Варт потер ободранное ухо и вздохнул.

— О чем это ты горюешь?

— Я не горюю, я думаю.

— О чем же ты думаешь?

— Да так, ни о чем в особенности. Я думал, что вот Кэй учится на рыцаря.

— Есть о чем горевать, — с жаром воскликнул Мерлин. — Куча безмозглых единорогов чванятся своей образованностью лишь потому, что умеют спихнуть один другого палкой с коня! Ну, просто сил никаких нет! Да тот же сэр Эктор, я уверен, с куда большей радостью взял бы вам в наставники какого-нибудь дурацкого турнирного тренера, только и умеющего, что болтать кулачищами на манер человекообразной обезьяны, чем прославленного своей неподкупностью мага с международной репутацией и первоклассными почетными степенями всех европейских университетов.

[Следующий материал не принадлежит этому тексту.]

#![allow(dead_code)]

use anyhow::{anyhow, Result};
use prefetch_pipeline::{BatchBuffer, BatchLoader, CancelToken, Staging, TransferTicket};
use std::collections::HashSet;
use std::sync::atomic::{AtomicUsize, Ordering};
use std::sync::{Arc, Mutex};
use std::thread;
use std::time::Duration;

/// Fill callback that writes the call index `k` into every element of the
/// primary field (shape `[4]`), and `k * 10 + j` into auxiliary field `j`
/// (shape `[2]`). The call counter is shared so tests can compare fill and
/// consume counts.
pub struct SequenceLoader {
    pub calls: Arc<AtomicUsize>,
}

impl SequenceLoader {
    pub fn new() -> (Self, Arc<AtomicUsize>) {
        let calls = Arc::new(AtomicUsize::new(0));
        (
            Self {
                calls: calls.clone(),
            },
            calls,
        )
    }
}

impl BatchLoader<f32> for SequenceLoader {
    fn load_batch(&mut self, buffer: &mut BatchBuffer<f32>, _cancel: &CancelToken) -> Result<()> {
        let k = self.calls.fetch_add(1, Ordering::SeqCst);
        buffer.set_primary_shape(&[4]).fill(k as f32);
        for j in 0..buffer.arity() {
            buffer.set_aux_shape(j, &[2])?.fill((k * 10 + j) as f32);
        }
        Ok(())
    }
}

/// Fill callback that blocks until shutdown is requested, then returns
/// cleanly without producing anything.
pub struct BlockingLoader;

impl BatchLoader<f32> for BlockingLoader {
    fn load_batch(&mut self, _buffer: &mut BatchBuffer<f32>, cancel: &CancelToken) -> Result<()> {
        while !cancel.is_cancelled() {
            thread::sleep(Duration::from_millis(1));
        }
        Ok(())
    }
}

/// Fill callback that succeeds `fail_after` times, then fails fatally.
pub struct FailingLoader {
    pub fail_after: usize,
    calls: usize,
}

impl FailingLoader {
    pub fn new(fail_after: usize) -> Self {
        Self {
            fail_after,
            calls: 0,
        }
    }
}

impl BatchLoader<f32> for FailingLoader {
    fn load_batch(&mut self, buffer: &mut BatchBuffer<f32>, _cancel: &CancelToken) -> Result<()> {
        let k = self.calls;
        self.calls += 1;
        if k >= self.fail_after {
            return Err(anyhow!("synthetic decode failure on batch {}", k));
        }
        buffer.set_primary_shape(&[4]).fill(k as f32);
        Ok(())
    }
}

/// Fill callback for the torn-read race test: writes a monotonically
/// increasing marker into a large primary field, element by element, so a
/// buffer read mid-fill would show mixed markers.
pub struct MarkerLoader {
    pub elements: usize,
    calls: usize,
}

impl MarkerLoader {
    pub fn new(elements: usize) -> Self {
        Self { elements, calls: 0 }
    }
}

impl BatchLoader<f32> for MarkerLoader {
    fn load_batch(&mut self, buffer: &mut BatchBuffer<f32>, _cancel: &CancelToken) -> Result<()> {
        let marker = self.calls as f32;
        self.calls += 1;
        let primary = buffer.set_primary_shape(&[self.elements]);
        for value in primary.iter_mut() {
            *value = marker;
        }
        Ok(())
    }
}

/// Observable state of the [`EmulatedDevice`] staging strategy.
#[derive(Debug, Default)]
pub struct DeviceState {
    /// Slots pretouched during pool construction, in call order.
    pub pretouched: Vec<usize>,
    /// Whether every buffer had been pretouched by the first transfer.
    pub pretouch_complete_at_first_transfer: Option<bool>,
    /// Transfers begun / waits completed.
    pub transfers: u64,
    pub waits: u64,
    /// In-flight transfers: ticket -> (slot, primary snapshot).
    pub pending: Vec<(u64, usize, Vec<f32>)>,
    /// Committed device-side copies in wait order: (slot, first element).
    pub committed_log: Vec<(usize, f32)>,
    /// Markers currently visible on the device.
    pub committed_markers: HashSet<u32>,
}

/// Staging strategy emulating a second memory domain: `transfer_async`
/// snapshots the primary field, `wait` commits the snapshot. Tests inspect
/// the shared state to check transfer/wait/publish ordering.
pub struct EmulatedDevice {
    state: Arc<Mutex<DeviceState>>,
    pool_size: usize,
    next_ticket: u64,
}

impl EmulatedDevice {
    pub fn new(pool_size: usize) -> (Self, Arc<Mutex<DeviceState>>) {
        let state = Arc::new(Mutex::new(DeviceState::default()));
        (
            Self {
                state: state.clone(),
                pool_size,
                next_ticket: 1,
            },
            state,
        )
    }
}

impl Staging<f32> for EmulatedDevice {
    fn pretouch(&mut self, buffer: &mut BatchBuffer<f32>) -> Result<()> {
        self.state.lock().unwrap().pretouched.push(buffer.slot());
        Ok(())
    }

    fn transfer_async(&mut self, buffer: &mut BatchBuffer<f32>) -> Result<TransferTicket> {
        let ticket = self.next_ticket;
        self.next_ticket += 1;

        let snapshot: Vec<f32> = buffer.primary().iter().copied().collect();
        let mut state = self.state.lock().unwrap();
        let pretouch_complete = state.pretouched.len() == self.pool_size;
        state
            .pretouch_complete_at_first_transfer
            .get_or_insert(pretouch_complete);
        state.transfers += 1;
        state.pending.push((ticket, buffer.slot(), snapshot));
        Ok(TransferTicket(ticket))
    }

    fn wait(&mut self, ticket: TransferTicket) -> Result<()> {
        let mut state = self.state.lock().unwrap();
        let position = state
            .pending
            .iter()
            .position(|(id, _, _)| *id == ticket.0)
            .ok_or_else(|| anyhow!("wait on unknown transfer ticket {}", ticket.0))?;
        let (_, slot, snapshot) = state.pending.remove(position);
        let first = snapshot.first().copied().unwrap_or(0.0);
        state.waits += 1;
        state.committed_log.push((slot, first));
        state.committed_markers.insert(first as u32);
        Ok(())
    }
}

/// Staging strategy whose transfers always fail, for worker-fatality tests.
pub struct FailingStaging;

impl Staging<f32> for FailingStaging {
    fn pretouch(&mut self, _buffer: &mut BatchBuffer<f32>) -> Result<()> {
        Ok(())
    }

    fn transfer_async(&mut self, _buffer: &mut BatchBuffer<f32>) -> Result<TransferTicket> {
        Err(anyhow!("emulated transfer engine failure"))
    }

    fn wait(&mut self, _ticket: TransferTicket) -> Result<()> {
        Ok(())
    }
}

/// First element of a batch's primary field.
pub fn first_element(primary: &ndarray::ArrayD<f32>) -> f32 {
    *primary.iter().next().expect("primary field is empty")
}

Вся беда норманнской аристократии в том, что она попросту помешалась на играх, вот именно, попросту помешалась.

Он гневно умолк и нарочно заставил сержантовы уши хлопнуть дважды, в унисон.

— Да я, в общем, думал-то не об этом, — сказал Варт. — Я думал о том, как здорово было бы стать рыцарем, вроде Кэя.

— Ну, так ты им скоро и станешь, разве нет? — раздраженно спросил старик.

Варт не ответил.

— Разве нет?

Мерлин обернулся и сквозь очки вгляделся в мальчика.

— Ну, а теперь в чем дело? — ядовито осведомился он. Осмотр показал, что его ученик старается не расплакаться, и если обратиться к нему участливым тоном, мальчик не выдержит и разревется.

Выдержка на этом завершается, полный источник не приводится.